Expand description
§malachitebft-core-consensus
Core consensus algorithm for the Malachite BFT consensus engine.
§Description
This crate provides a coroutine-based effect system that allows the core consensus algorithm to yield control when it needs external resources, and resume when the environment is ready to provide those resources.
§Key Components
Inputenum: A type that represents all possible inputs that can be processed by the consensus coroutine.Effectenum: A type that represents all possible interactions the consensus coroutine might need from its environment.Resumeenum: A type that represents all possible ways to resume the consensus coroutine after handling an effect.Resumabletrait: A trait that connects each effect with its correspondingResumetype.process!macro: A macro that handles starting the coroutine, processing an input, yielding effects, and resuming consensus with appropriate values.

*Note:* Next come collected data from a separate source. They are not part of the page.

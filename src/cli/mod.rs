use anyhow::Context;
use clap::{Parser, Subcommand};
use std::{path::PathBuf, sync::Arc};

use crate::config::Config;
use crate::domain::track::{Preferences, RecommendationResult};
use crate::engine;
use crate::provider::{
    MetadataProvider, SeedRef, catalog::StaticCatalog, musicbrainz::MusicBrainzProvider,
};

#[derive(Parser)]
#[command(name = "nexttrack")]
#[command(version = "0.1")]
#[command(about = "Stateless next-track recommendations")]
pub struct Cli {
    /// Path to the config TOML file
    #[arg(short, long, default_value = "config.toml")]
    pub config: PathBuf,

    #[command(subcommand)]
    pub command: Commands,
}

#[derive(Subcommand)]
pub enum Commands {
    /// Run http server answering recommendation requests
    Serve {
        /// Serve tracks from a JSON catalog instead of MusicBrainz
        #[arg(long)]
        catalog: Option<PathBuf>,
    },
    /// Print recommendations for a track
    Recommend {
        /// Track id (a MusicBrainz recording id unless --catalog is given)
        #[arg(required_unless_present = "title", conflicts_with = "title")]
        track_id: Option<String>,
        /// Find the seed by title instead of id
        #[arg(short, long)]
        title: Option<String>,
        /// Artist of the titled track, to pick the right recording
        #[arg(short, long, requires = "title")]
        artist: Option<String>,
        /// Preferred mood, added to the seed's moods
        #[arg(long)]
        mood: Option<String>,
        /// Preferred genre, added to the seed's genres
        #[arg(long)]
        genre: Option<String>,
        /// Resolve tracks from a JSON catalog instead of MusicBrainz
        #[arg(long)]
        catalog: Option<PathBuf>,
        /// Number of tracks to recommend
        #[arg(short, long)]
        limit: Option<i64>,
    },
}

/// Entrypoint for CLI
pub fn run() -> anyhow::Result<()> {
    let cli = Cli::parse();

    let cfg = Config::load(&cli.config)?;

    match cli.command {
        Commands::Serve { catalog } => {
            let provider = open_provider(&cfg, catalog.as_deref())?;
            engine::validate(&cfg.recommend).context("Invalid recommendation config")?;

            let http_server = crate::http::server::HttpServer::new(
                provider,
                cfg.recommend,
                cfg.provider.candidate_limit,
                cfg.http,
            );

            println!(
                "HTTP server running at http://{}:{}",
                http_server.config.bind_addr, http_server.config.port
            );
            http_server.run();
            Ok(())
        }

        Commands::Recommend {
            track_id,
            title,
            artist,
            mood,
            genre,
            catalog,
            limit,
        } => {
            let seed_ref = SeedRef::new(track_id, title, artist)
                .context("Either a track id or --title is required")?;
            let provider = open_provider(&cfg, catalog.as_deref())?;
            let mut recommend = cfg.recommend.clone();
            if let Some(limit) = limit {
                recommend.ranking.limit = limit;
            }

            let mut seed = seed_ref
                .resolve(&*provider)
                .with_context(|| format!("Failed to resolve seed track {seed_ref}"))?;
            let candidates = provider
                .candidates_for(&seed, cfg.provider.candidate_limit)
                .unwrap_or_else(|e| {
                    log::warn!("no candidates for {seed_ref}: {e}");
                    Vec::new()
                });

            Preferences { mood, genre }.apply_to(&mut seed);
            let result = engine::recommend(&seed, &candidates, &recommend)?;
            print_result(&seed_ref.to_string(), &result);
            Ok(())
        }
    }
}

fn open_provider(
    cfg: &Config,
    catalog: Option<&std::path::Path>,
) -> anyhow::Result<Arc<dyn MetadataProvider>> {
    match catalog {
        Some(path) => {
            let catalog = StaticCatalog::load(path)?;
            log::info!(
                "Loaded {} tracks from {}",
                catalog.len(),
                path.to_string_lossy()
            );
            Ok(Arc::new(catalog))
        }
        None => Ok(Arc::new(MusicBrainzProvider::new(
            &cfg.provider,
            cfg.recommend.affinity.moods(),
        ))),
    }
}

fn print_result(track_id: &str, result: &RecommendationResult) {
    if result.is_empty() {
        println!("No recommendations for {track_id}");
        return;
    }

    println!("Recommendations for {track_id} ({}):", result.len());
    for (i, track) in result.tracks.iter().enumerate() {
        let title = track.title.as_deref().unwrap_or("<untitled>");
        let artist = track.artist_name.as_deref().unwrap_or("Unknown Artist");
        println!(
            "  {:>2}. {} - {}  [{}]  score {:.3}",
            i + 1,
            artist,
            title,
            track.track_id,
            track.score
        );
    }
}
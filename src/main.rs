use crate::cli::run;

pub mod cli;
mod config;
pub mod domain;
pub mod engine;
pub mod http;
pub mod provider;

fn main() -> anyhow::Result<()> {
    env_logger::init();
    run()
}
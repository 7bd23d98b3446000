//! Recommendation core: normalize, score, rank.
//!
//! Every call is self-contained; nothing is kept between requests.

use std::collections::HashSet;

use rayon::prelude::*;

use crate::{
    config::{RecommendConfig, ScoringWeights, TempoThresholds},
    domain::{
        features::FeatureRecord,
        track::{RecommendationResult, TrackMetadata},
    },
    engine::{error::RecommendError, normalize::normalize, rank::RankLimits, score::Scorer},
};

pub mod error;
pub mod normalize;
pub mod rank;
pub mod score;

/// Recommends next tracks for `seed` out of `candidates`.
///
/// Candidates without a usable track id are dropped; the request only fails
/// when all of them are. The seed itself is never recommended.
pub fn recommend(
    seed: &TrackMetadata,
    candidates: &[TrackMetadata],
    config: &RecommendConfig,
) -> Result<RecommendationResult, RecommendError> {
    validate(config)?;

    let seed = normalize(seed, &config.tempo)
        .map_err(|e| RecommendError::SeedUnresolvable(e.to_string()))?;

    let normalized: Vec<FeatureRecord> = candidates
        .par_iter()
        .filter_map(|raw| match normalize(raw, &config.tempo) {
            Ok(record) => Some(record),
            Err(e) => {
                log::warn!("dropping candidate: {e}");
                None
            }
        })
        .collect();

    if normalized.is_empty() && !candidates.is_empty() {
        return Err(RecommendError::MalformedMetadata(format!(
            "all {} candidates lacked a usable track_id",
            candidates.len()
        )));
    }

    let pool = eligible(&seed, normalized, config.ranking.exclude_seed_title);
    log::debug!(
        "scoring {} of {} candidates for seed {}",
        pool.len(),
        candidates.len(),
        seed.track_id
    );

    let scorer = Scorer {
        weights: &config.weights,
        affinity: &config.affinity,
    };
    let scored: Vec<_> = pool
        .par_iter()
        .map(|candidate| scorer.score(&seed, candidate))
        .collect();

    rank::rank(scored, &config.ranking)
}

/// Rejects configurations no ranking can be produced with.
pub fn validate(config: &RecommendConfig) -> Result<(), RecommendError> {
    RankLimits::try_from(&config.ranking)?;
    validate_weights(&config.weights)?;
    validate_tempo(&config.tempo)
}

fn validate_weights(weights: &ScoringWeights) -> Result<(), RecommendError> {
    let named = [
        ("weight_genre", weights.weight_genre),
        ("weight_mood", weights.weight_mood),
        ("weight_tempo_bonus", weights.weight_tempo_bonus),
        ("weight_recency_bonus", weights.weight_recency_bonus),
        ("recency_horizon_years", weights.recency_horizon_years),
        ("weight_mood_genre_affinity", weights.weight_mood_genre_affinity),
    ];
    for (name, value) in named {
        if !value.is_finite() || value < 0.0 {
            return Err(RecommendError::InvalidRankingConfig(format!(
                "{name} must be a non-negative number, got {value}"
            )));
        }
    }
    Ok(())
}

fn validate_tempo(tempo: &TempoThresholds) -> Result<(), RecommendError> {
    let ok = tempo.slow_below.is_finite()
        && tempo.fast_above.is_finite()
        && tempo.slow_below > 0.0
        && tempo.slow_below <= tempo.fast_above;
    if !ok {
        return Err(RecommendError::InvalidRankingConfig(format!(
            "tempo thresholds must satisfy 0 < slow_below <= fast_above, got {} / {}",
            tempo.slow_below, tempo.fast_above
        )));
    }
    Ok(())
}

/// Drops the seed, repeated track ids and, if asked, seed title lookalikes.
fn eligible(
    seed: &FeatureRecord,
    candidates: Vec<FeatureRecord>,
    exclude_seed_title: bool,
) -> Vec<FeatureRecord> {
    let seed_title = title_key(seed).filter(|_| exclude_seed_title);
    let mut seen = HashSet::new();

    candidates
        .into_iter()
        .filter(|c| c.track_id != seed.track_id)
        .filter(|c| seed_title.is_none() || title_key(c) != seed_title)
        .filter(|c| seen.insert(c.track_id.clone()))
        .collect()
}

fn title_key(record: &FeatureRecord) -> Option<String> {
    record
        .display
        .title
        .as_deref()
        .map(|t| t.trim().to_lowercase())
        .filter(|t| !t.is_empty())
}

See Appendix A for a detailed explanation of the underlying implementation of coroutine-based effect system using these components.
§Input
The Input enum represents all possible inputs that can be processed by the consensus coroutine.
pub enum Input<Ctx>
where
Ctx: Context,
{
/// Start a new height with the given validator set.

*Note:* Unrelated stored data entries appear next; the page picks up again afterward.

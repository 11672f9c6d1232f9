//! Tiered decomposition and convergence engine.
//!
//! Expands a root product into a bill-of-materials tree one tier at a time:
//! elicit child components from the oracle, deduplicate near-simultaneous
//! siblings, fan out enrichment over every survivor, poll the tier to
//! convergence, then recurse into non-terminal children.

pub mod controller;
pub mod dedup;
pub mod elicitor;
pub mod enrichment;
pub mod poller;

pub use controller::{Engine, ExpandReport, TierOutcome};
pub use dedup::{MergePlan, plan_merges};
pub use enrichment::BatchOutcome;
pub use poller::Convergence;

// ---------------------------------------------------------------------------
// Progress trait
// ---------------------------------------------------------------------------

/// Progress callback for long-running engine operations.
pub trait EngineProgress: Send + Sync {
    /// Called when entering a new phase.
    fn phase(&self, name: &str);
    /// Task-level progress within the current phase.
    fn task_progress(&self, current: usize, total: usize, detail: &str);
}

/// No-op progress reporter.
pub struct SilentProgress;

impl EngineProgress for SilentProgress {
    fn phase(&self, _name: &str) {}
    fn task_progress(&self, _current: usize, _total: usize, _detail: &str) {}
}
#[cfg(test)]
mod tests {
    use super::*;
    use async_trait::async_trait;
    use carbonbom_shared::{AppConfig, BomItem, TreeId};
    use std::sync::Mutex;

    use crate::SilentProgress;

    /// Oracle routing each question by a keyword in the last user message.
    /// Routes are `(keyword, reply-or-error)`; unmatched questions error.
    struct KeywordOracle {
        routes: Vec<(&'static str, std::result::Result<&'static str, &'static str>)>,
        calls: Mutex<usize>,
    }

    impl KeywordOracle {
        fn new(
            routes: Vec<(&'static str, std::result::Result<&'static str, &'static str>)>,
        ) -> Self {
            Self {
                routes,
                calls: Mutex::new(0),
            }
        }

        fn call_count(&self) -> usize {
            *self.calls.lock().expect("lock")
        }
    }

    #[async_trait]
    impl Oracle for KeywordOracle {
        async fn elicit(&self, request: ElicitRequest) -> Result<OracleReply> {
            *self.calls.lock().expect("lock") += 1;
            let question = &request.messages.last().expect("non-empty").content;
            for (keyword, reply) in &self.routes {
                if question.contains(keyword) {
                    return match reply {
                        Ok(text) => Ok(OracleReply {
                            text: (*text).into(),
                            is_incomplete: false,
                        }),
                        Err(e) => Err(CarbonBomError::Oracle((*e).into())),
                    };
                }
            }
            Err(CarbonBomError::Oracle(format!("no route for: {question}")))
        }
    }

    fn happy_routes()
    -> Vec<(&'static str, std::result::Result<&'static str, &'static str>)> {
        vec![
            ("supplier of this component", Ok("*supplier: CellCo")),
            ("decomposition verdict", Ok("*verdict: done")),
            ("exact mass", Ok("*mass_value: 50\n*mass_unit: g")),
            (
                "supplier address",
                Ok("*country_of_origin: Japan\n*origin_estimated: yes"),
            ),
            ("transport emissions", Ok("*cf_value: 0.5")),
            ("production emissions", Ok("*cf_value: 2.0")),
        ]
    }

    async fn test_store() -> Arc<NodeStore> {
        let tmp = std::env::temp_dir().join(format!("cbom_test_{}.db", uuid::Uuid::now_v7()));
        Arc::new(NodeStore::open(&tmp).await.expect("open test db"))
    }

    fn engine_config() -> EngineConfig {
        EngineConfig::from(&AppConfig::default())
    }

    fn item(index: u32, name: &str) -> BomItem {
        BomItem {
            index,
            name: name.into(),
            supplier: None,
            description: None,
            mass: None,
            unit: None,
        }
    }

    async fn seed_child(store: &NodeStore, name: &str) -> (Node, Node) {
        let mut root = Node::root(TreeId::new(), "Laptop");
        root.mass = Some(1.0);
        root.mass_unit = Some(carbonbom_shared::MassUnit::Kg);
        store.insert_tree(&root).await.unwrap();
        let child = Node::child_of(&root, &item(1, name));
        store.insert_node(&child).await.unwrap();
        (root, child)
    }

    #[tokio::test]
    async fn full_pipeline_sets_all_flags_and_rolls_up() {
        let store = test_store().await;
        let (root, child) = seed_child(&store, "Battery").await;
        let oracle = Arc::new(KeywordOracle::new(happy_routes()));

        let outcome = enrich_batch(
            store.clone(),
            oracle,
            &engine_config(),
            vec![child.id],
            &SilentProgress,
        )
        .await;

        assert_eq!(outcome.enriched, 1);
        assert_eq!(outcome.failed, 0);

        let enriched = store.get_node(child.id).await.unwrap().unwrap();
        assert!(enriched.flags.all_tracked());
        assert!(enriched.flags.enrichment_done);
        assert_eq!(enriched.supplier_name.as_deref(), Some("CellCo"));
        assert_eq!(enriched.mass, Some(50.0));
        assert!(!enriched.mass_estimated);
        assert_eq!(enriched.country_of_origin.as_deref(), Some("Japan"));
        assert!(enriched.origin_estimated);
        assert!(enriched.is_terminal);
        assert_eq!(enriched.estimated_emissions, 2.0);
        assert_eq!(enriched.transport_emissions, 0.5);
        assert_eq!(enriched.full_emissions, 2.5);
        // 50g of a 1kg parent
        assert_eq!(enriched.pct_of_parent_mass, Some(5.0));

        let parent = store.get_node(root.id).await.unwrap().unwrap();
        assert_eq!(parent.full_emissions, 2.5);
    }

    #[tokio::test]
    async fn unknown_supplier_marks_node_terminal() {
        let store = test_store().await;
        let (_, child) = seed_child(&store, "Mystery part").await;
        let mut routes = happy_routes();
        routes[0] = ("supplier of this component", Ok("*supplier: Unknown"));
        let oracle = Arc::new(KeywordOracle::new(routes));

        enrich_batch(
            store.clone(),
            oracle,
            &engine_config(),
            vec![child.id],
            &SilentProgress,
        )
        .await;

        let enriched = store.get_node(child.id).await.unwrap().unwrap();
        assert!(enriched.is_terminal);
        assert!(enriched.supplier_name.is_none());
        // no supplier: the address step is skipped but still flagged
        assert!(enriched.flags.address_done);
        assert!(enriched.country_of_origin.is_none());
    }

    #[tokio::test]
    async fn intangible_node_skips_mass_and_gets_zero_transport() {
        let store = test_store().await;
        let (_, child) = seed_child(&store, "Firmware").await;
        let mut routes = happy_routes();
        routes[1] = ("decomposition verdict", Ok("*verdict: software_or_service"));
        let oracle = Arc::new(KeywordOracle::new(routes));

        enrich_batch(
            store.clone(),
            oracle,
            &engine_config(),
            vec![child.id],
            &SilentProgress,
        )
        .await;

        let enriched = store.get_node(child.id).await.unwrap().unwrap();
        assert!(enriched.is_intangible);
        assert!(enriched.is_terminal);
        assert!(enriched.flags.mass_done);
        assert!(enriched.mass.is_none());
        assert_eq!(enriched.transport_emissions, 0.0);
        // intangibles still get a production estimate
        assert_eq!(enriched.estimated_emissions, 2.0);
    }

    #[tokio::test]
    async fn exact_mass_unknown_falls_back_to_estimate() {
        let store = test_store().await;
        let (_, child) = seed_child(&store, "Gasket").await;
        let mut routes = happy_routes();
        routes[2] = ("exact mass", Ok("*mass_value: Unknown"));
        routes.push((
            "Estimate the mass",
            Ok("*mass_value: 5\n*mass_unit: g\n*reasoning: typical gasket"),
        ));
        let oracle = Arc::new(KeywordOracle::new(routes));

        let outcome = enrich_batch(
            store.clone(),
            oracle,
            &engine_config(),
            vec![child.id],
            &SilentProgress,
        )
        .await;

        assert_eq!(outcome.fallbacks, 1);
        // exact lookup escalated before giving up
        assert!(outcome.escalations >= 1);

        let enriched = store.get_node(child.id).await.unwrap().unwrap();
        assert_eq!(enriched.mass, Some(5.0));
        assert!(enriched.mass_estimated);
        assert_eq!(enriched.mass_reasoning.as_deref(), Some("typical gasket"));
    }

    #[tokio::test]
    async fn completed_flags_make_pipeline_a_noop() {
        let store = test_store().await;
        let (_, child) = seed_child(&store, "Battery").await;
        for flag in ProgressFlag::tracked() {
            store.set_flag(child.id, flag).await.unwrap();
        }

        let oracle = Arc::new(KeywordOracle::new(vec![]));
        let outcome = enrich_batch(
            store.clone(),
            oracle.clone(),
            &engine_config(),
            vec![child.id],
            &SilentProgress,
        )
        .await;

        assert_eq!(outcome.enriched, 1);
        assert_eq!(oracle.call_count(), 0);
    }

    #[tokio::test]
    async fn one_failing_node_does_not_block_siblings() {
        let store = test_store().await;
        let mut root = Node::root(TreeId::new(), "Laptop");
        root.mass = Some(1.0);
        root.mass_unit = Some(carbonbom_shared::MassUnit::Kg);
        store.insert_tree(&root).await.unwrap();

        let good = Node::child_of(&root, &item(1, "Battery"));
        let bad = Node::child_of(&root, &item(2, "Cursed part"));
        store
            .insert_children_batch(&[good.clone(), bad.clone()])
            .await
            .unwrap();

        let mut routes = happy_routes();
        // every oracle call about the cursed part fails outright
        routes.insert(0, ("Cursed part", Err("oracle offline")));
        let oracle = Arc::new(KeywordOracle::new(routes));

        let outcome = enrich_batch(
            store.clone(),
            oracle,
            &engine_config(),
            vec![good.id, bad.id],
            &SilentProgress,
        )
        .await;

        assert_eq!(outcome.enriched, 1);
        assert_eq!(outcome.failed, 1);

        let good_node = store.get_node(good.id).await.unwrap().unwrap();
        assert!(good_node.flags.all_tracked());
        // the degraded node still settles every flag so the tier can converge
        let bad_node = store.get_node(bad.id).await.unwrap().unwrap();
        assert!(bad_node.flags.all_tracked());
        assert!(bad_node.flags.enrichment_done);
        assert!(bad_node.is_terminal);
    }

    #[tokio::test]
    async fn escalation_is_recorded_in_telemetry() {
        let store = test_store().await;
        let (_, child) = seed_child(&store, "Battery").await;

        // primary answers garbage for the supplier question once; the
        // keyword router cannot distinguish models, so use a stateful oracle.
        struct FlakyOracle {
            inner: KeywordOracle,
            supplier_calls: Mutex<usize>,
        }

        #[async_trait]
        impl Oracle for FlakyOracle {
            async fn elicit(&self, request: ElicitRequest) -> Result<OracleReply> {
                let question = &request.messages.last().expect("non-empty").content;
                if question.contains("supplier of this component") {
                    let mut calls = self.supplier_calls.lock().expect("lock");
                    *calls += 1;
                    if *calls == 1 {
                        // malformed field line: strict parser rejects it
                        return Ok(OracleReply {
                            text: "*supplier CellCo".into(),
                            is_incomplete: false,
                        });
                    }
                }
                self.inner.elicit(request).await
            }
        }

        let oracle = Arc::new(FlakyOracle {
            inner: KeywordOracle::new(happy_routes()),
            supplier_calls: Mutex::new(0),
        });

        let outcome = enrich_batch(
            store.clone(),
            oracle,
            &engine_config(),
            vec![child.id],
            &SilentProgress,
        )
        .await;

        assert_eq!(outcome.escalations, 1);
        assert_eq!(store.count_escalations(child.id).await.unwrap(), 1);
        let enriched = store.get_node(child.id).await.unwrap().unwrap();
        assert_eq!(enriched.supplier_name.as_deref(), Some("CellCo"));
    }
}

StartHeight(Ctx::Height, Ctx::ValidatorSet),
/// Process a vote received over the network.
Vote(SignedVote<Ctx>),
/// Process a Proposal message received over the network
///
/// This input MUST only be provided when `ValuePayload` is set to `ProposalOnly` or `ProposalAndParts`,
/// i.e. when consensus runs in a mode where the proposer sends a Proposal consensus message over the network.
Proposal(SignedProposal<Ctx>),
/// Propose the given value.
///
/// This input MUST only be provided when we are the proposer for the current round.
Propose(LocallyProposedValue<Ctx>),
/// A timeout has elapsed.
TimeoutElapsed(Timeout),
/// We have received the full proposal for the current round.
///
/// The origin denotes whether the value was received via consensus gossip or via the sync protocol.
ProposedValue(ProposedValue<Ctx>, ValueOrigin),
/// We have received a commit certificate via the sync protocol.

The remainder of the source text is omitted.